▸ TASK TO CARRY OUT:
Search the records for the word "ScriptedExchange" and pick out every line that has it.
BEGIN DATA SHOWN
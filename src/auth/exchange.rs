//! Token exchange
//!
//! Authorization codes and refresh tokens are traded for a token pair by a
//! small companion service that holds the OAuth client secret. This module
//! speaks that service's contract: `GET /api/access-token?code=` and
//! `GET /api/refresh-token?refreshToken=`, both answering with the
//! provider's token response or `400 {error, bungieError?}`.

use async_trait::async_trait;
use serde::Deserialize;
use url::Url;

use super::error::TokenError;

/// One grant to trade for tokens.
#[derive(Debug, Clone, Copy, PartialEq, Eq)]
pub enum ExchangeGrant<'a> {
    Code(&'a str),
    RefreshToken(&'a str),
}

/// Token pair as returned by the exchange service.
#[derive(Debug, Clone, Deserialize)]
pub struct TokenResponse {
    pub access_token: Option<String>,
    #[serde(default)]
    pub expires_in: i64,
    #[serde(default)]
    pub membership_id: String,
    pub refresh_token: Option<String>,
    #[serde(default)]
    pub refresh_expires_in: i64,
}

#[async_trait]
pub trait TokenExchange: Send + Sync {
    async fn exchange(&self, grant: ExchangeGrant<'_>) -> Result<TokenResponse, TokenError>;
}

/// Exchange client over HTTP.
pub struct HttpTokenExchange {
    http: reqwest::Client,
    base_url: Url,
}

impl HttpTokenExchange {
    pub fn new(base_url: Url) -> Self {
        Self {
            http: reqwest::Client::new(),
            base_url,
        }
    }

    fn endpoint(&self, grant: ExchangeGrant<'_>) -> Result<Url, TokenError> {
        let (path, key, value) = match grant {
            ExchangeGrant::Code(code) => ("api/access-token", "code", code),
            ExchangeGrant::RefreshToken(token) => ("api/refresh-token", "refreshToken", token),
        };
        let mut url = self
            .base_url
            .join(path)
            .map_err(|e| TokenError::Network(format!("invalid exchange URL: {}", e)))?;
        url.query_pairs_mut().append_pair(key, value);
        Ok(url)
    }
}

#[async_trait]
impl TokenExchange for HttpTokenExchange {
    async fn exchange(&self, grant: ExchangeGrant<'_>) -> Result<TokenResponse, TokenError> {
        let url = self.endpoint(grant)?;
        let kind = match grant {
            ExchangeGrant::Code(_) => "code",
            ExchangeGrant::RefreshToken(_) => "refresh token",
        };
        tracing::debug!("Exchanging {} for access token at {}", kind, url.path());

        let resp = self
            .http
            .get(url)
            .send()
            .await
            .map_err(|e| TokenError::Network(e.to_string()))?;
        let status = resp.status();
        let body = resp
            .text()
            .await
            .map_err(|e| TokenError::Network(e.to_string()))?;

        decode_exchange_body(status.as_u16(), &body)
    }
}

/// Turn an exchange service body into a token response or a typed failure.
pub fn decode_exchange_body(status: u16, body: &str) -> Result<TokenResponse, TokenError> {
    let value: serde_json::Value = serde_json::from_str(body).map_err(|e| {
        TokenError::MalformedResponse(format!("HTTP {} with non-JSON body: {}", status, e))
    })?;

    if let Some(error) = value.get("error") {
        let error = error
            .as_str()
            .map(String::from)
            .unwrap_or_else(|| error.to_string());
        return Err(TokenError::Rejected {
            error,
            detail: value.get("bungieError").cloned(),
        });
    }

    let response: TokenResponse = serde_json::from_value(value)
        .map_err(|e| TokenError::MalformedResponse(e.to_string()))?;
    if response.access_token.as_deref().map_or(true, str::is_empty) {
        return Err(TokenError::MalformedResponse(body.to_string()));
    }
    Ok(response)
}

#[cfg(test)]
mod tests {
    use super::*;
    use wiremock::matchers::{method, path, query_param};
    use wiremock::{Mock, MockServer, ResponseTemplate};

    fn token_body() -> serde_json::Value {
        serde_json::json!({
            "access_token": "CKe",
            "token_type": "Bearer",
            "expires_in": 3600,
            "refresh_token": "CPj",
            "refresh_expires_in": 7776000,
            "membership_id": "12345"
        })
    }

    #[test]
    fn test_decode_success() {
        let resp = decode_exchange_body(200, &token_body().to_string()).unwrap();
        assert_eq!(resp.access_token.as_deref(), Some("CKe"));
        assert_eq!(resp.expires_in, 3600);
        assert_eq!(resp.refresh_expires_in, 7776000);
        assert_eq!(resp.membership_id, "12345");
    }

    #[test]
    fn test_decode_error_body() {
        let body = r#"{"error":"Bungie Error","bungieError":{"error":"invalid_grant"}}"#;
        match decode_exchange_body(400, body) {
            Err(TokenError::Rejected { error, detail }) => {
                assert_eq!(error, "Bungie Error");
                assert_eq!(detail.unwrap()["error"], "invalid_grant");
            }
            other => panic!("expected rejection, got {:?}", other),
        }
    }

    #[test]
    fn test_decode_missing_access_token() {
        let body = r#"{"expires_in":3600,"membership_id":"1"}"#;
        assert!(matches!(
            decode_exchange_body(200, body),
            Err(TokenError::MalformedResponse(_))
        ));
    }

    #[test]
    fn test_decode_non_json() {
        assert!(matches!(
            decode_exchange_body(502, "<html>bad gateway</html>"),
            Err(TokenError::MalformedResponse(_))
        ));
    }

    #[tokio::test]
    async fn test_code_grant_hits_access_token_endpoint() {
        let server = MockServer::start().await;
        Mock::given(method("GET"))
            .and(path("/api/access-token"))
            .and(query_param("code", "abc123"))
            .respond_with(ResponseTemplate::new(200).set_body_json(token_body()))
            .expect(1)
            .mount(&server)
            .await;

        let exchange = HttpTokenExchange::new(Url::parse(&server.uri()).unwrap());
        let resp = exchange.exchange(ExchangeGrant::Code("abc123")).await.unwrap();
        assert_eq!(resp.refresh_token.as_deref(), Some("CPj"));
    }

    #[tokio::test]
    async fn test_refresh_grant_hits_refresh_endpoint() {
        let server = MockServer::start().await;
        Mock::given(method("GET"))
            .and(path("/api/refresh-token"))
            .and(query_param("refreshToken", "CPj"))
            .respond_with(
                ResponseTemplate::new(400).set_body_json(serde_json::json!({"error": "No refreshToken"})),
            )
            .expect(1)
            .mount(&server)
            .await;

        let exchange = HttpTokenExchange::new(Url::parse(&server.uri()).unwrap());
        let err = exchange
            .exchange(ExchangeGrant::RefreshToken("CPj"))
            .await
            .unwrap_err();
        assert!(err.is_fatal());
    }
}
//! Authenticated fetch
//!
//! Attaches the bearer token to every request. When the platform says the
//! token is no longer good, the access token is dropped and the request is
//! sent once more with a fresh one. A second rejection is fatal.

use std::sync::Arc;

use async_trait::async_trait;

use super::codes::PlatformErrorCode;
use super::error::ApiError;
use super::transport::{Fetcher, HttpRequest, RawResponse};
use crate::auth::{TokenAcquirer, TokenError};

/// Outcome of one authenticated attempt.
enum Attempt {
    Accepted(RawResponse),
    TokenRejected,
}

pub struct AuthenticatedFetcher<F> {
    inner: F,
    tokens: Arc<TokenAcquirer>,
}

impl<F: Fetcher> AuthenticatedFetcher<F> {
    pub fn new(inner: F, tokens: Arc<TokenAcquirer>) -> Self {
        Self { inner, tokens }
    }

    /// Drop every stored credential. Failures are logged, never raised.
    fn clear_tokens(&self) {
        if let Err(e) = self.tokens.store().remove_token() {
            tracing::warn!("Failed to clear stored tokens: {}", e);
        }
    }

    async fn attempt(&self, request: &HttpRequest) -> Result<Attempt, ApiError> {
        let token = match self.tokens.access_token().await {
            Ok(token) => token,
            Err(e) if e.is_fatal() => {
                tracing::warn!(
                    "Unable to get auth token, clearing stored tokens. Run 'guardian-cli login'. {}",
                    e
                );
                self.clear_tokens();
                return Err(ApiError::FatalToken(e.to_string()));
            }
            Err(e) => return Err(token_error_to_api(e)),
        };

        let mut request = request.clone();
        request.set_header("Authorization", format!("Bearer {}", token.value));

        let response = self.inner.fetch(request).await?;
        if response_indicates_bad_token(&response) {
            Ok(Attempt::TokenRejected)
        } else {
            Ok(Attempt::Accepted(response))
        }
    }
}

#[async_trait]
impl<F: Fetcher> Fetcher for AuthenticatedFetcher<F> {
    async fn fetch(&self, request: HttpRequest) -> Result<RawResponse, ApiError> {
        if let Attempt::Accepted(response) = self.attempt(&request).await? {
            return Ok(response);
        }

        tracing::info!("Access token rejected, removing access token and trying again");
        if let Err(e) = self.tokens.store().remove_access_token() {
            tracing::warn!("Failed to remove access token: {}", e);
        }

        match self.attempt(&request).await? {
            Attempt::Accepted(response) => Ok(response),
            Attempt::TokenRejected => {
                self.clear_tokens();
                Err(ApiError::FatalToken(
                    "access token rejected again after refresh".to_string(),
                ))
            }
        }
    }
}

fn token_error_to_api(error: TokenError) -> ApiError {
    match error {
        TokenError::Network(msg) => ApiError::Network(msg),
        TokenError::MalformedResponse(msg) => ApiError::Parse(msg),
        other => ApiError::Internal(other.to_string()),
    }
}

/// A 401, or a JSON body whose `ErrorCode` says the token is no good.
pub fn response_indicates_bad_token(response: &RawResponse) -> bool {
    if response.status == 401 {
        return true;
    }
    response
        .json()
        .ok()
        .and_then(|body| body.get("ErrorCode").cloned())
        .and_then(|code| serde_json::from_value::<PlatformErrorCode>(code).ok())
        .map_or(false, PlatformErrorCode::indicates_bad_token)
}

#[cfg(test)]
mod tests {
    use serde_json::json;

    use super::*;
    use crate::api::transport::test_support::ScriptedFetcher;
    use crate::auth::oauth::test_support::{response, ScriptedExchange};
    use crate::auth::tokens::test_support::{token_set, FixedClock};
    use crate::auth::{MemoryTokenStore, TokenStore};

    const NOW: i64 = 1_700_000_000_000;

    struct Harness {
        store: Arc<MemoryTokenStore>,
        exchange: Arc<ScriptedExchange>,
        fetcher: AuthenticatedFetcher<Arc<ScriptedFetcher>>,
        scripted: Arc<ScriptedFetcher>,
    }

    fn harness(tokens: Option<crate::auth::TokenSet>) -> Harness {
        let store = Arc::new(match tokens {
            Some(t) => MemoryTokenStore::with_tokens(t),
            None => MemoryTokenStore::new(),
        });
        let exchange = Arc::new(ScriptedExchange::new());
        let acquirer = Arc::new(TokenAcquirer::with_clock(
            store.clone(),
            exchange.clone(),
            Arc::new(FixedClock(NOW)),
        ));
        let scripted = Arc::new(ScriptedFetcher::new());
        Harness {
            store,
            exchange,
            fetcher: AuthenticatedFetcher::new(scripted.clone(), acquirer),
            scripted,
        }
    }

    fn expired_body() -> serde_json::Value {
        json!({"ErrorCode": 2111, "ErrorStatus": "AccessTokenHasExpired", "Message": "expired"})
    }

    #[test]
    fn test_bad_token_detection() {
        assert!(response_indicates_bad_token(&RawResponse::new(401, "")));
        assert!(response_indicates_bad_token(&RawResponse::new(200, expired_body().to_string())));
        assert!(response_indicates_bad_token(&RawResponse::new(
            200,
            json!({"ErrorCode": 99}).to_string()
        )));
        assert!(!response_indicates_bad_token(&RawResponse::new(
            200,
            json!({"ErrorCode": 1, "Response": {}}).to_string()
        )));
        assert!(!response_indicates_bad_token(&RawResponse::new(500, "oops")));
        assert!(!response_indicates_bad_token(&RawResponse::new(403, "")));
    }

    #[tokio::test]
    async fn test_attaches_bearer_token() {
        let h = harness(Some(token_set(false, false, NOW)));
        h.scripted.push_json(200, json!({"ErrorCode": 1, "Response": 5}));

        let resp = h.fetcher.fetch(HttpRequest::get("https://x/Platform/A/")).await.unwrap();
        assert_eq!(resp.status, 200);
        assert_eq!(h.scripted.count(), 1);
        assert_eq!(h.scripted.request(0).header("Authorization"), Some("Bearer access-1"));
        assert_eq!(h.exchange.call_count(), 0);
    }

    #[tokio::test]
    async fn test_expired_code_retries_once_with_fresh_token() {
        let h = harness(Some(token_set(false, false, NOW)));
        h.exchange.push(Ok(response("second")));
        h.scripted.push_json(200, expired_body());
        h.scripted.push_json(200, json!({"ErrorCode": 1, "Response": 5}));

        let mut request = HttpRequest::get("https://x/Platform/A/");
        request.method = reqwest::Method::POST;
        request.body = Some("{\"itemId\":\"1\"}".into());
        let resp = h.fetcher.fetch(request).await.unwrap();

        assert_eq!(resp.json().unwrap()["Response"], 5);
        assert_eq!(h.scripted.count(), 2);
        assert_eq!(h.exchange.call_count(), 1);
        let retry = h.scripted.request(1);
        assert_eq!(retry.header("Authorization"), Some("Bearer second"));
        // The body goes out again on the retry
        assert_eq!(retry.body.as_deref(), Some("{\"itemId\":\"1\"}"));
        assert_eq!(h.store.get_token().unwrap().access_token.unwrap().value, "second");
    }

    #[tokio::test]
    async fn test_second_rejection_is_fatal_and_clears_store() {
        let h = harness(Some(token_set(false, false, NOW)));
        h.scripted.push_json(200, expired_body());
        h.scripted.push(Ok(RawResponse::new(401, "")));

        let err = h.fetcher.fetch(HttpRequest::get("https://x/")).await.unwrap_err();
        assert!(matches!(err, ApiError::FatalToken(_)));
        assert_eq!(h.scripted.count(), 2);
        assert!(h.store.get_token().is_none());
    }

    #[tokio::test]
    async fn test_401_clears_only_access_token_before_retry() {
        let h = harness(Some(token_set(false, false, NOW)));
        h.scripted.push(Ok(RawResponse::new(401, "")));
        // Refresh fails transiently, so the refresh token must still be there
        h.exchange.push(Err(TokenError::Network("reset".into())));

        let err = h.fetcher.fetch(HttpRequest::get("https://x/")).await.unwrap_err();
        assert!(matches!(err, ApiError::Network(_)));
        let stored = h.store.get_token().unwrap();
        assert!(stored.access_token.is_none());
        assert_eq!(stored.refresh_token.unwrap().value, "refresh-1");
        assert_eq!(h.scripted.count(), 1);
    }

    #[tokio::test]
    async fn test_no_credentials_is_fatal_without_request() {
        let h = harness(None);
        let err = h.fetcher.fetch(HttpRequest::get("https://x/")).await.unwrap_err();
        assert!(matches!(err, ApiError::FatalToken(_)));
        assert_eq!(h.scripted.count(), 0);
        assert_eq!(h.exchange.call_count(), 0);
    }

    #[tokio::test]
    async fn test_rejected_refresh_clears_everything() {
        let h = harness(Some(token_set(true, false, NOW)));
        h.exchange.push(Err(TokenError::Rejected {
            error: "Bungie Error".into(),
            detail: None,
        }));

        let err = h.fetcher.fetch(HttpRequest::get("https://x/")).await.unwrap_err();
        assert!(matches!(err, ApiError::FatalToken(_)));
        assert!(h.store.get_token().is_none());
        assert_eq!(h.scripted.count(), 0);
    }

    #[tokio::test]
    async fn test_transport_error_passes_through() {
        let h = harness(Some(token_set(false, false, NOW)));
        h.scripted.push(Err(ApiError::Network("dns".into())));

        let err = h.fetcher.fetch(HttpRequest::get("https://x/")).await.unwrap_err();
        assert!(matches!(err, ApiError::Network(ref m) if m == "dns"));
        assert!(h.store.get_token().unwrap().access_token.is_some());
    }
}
END DATA SHOWN
▸ EXERCISE RESPONSE:
    use crate::auth::oauth::test_support::{response, ScriptedExchange};
        exchange: Arc<ScriptedExchange>,
        let exchange = Arc::new(ScriptedExchange::new());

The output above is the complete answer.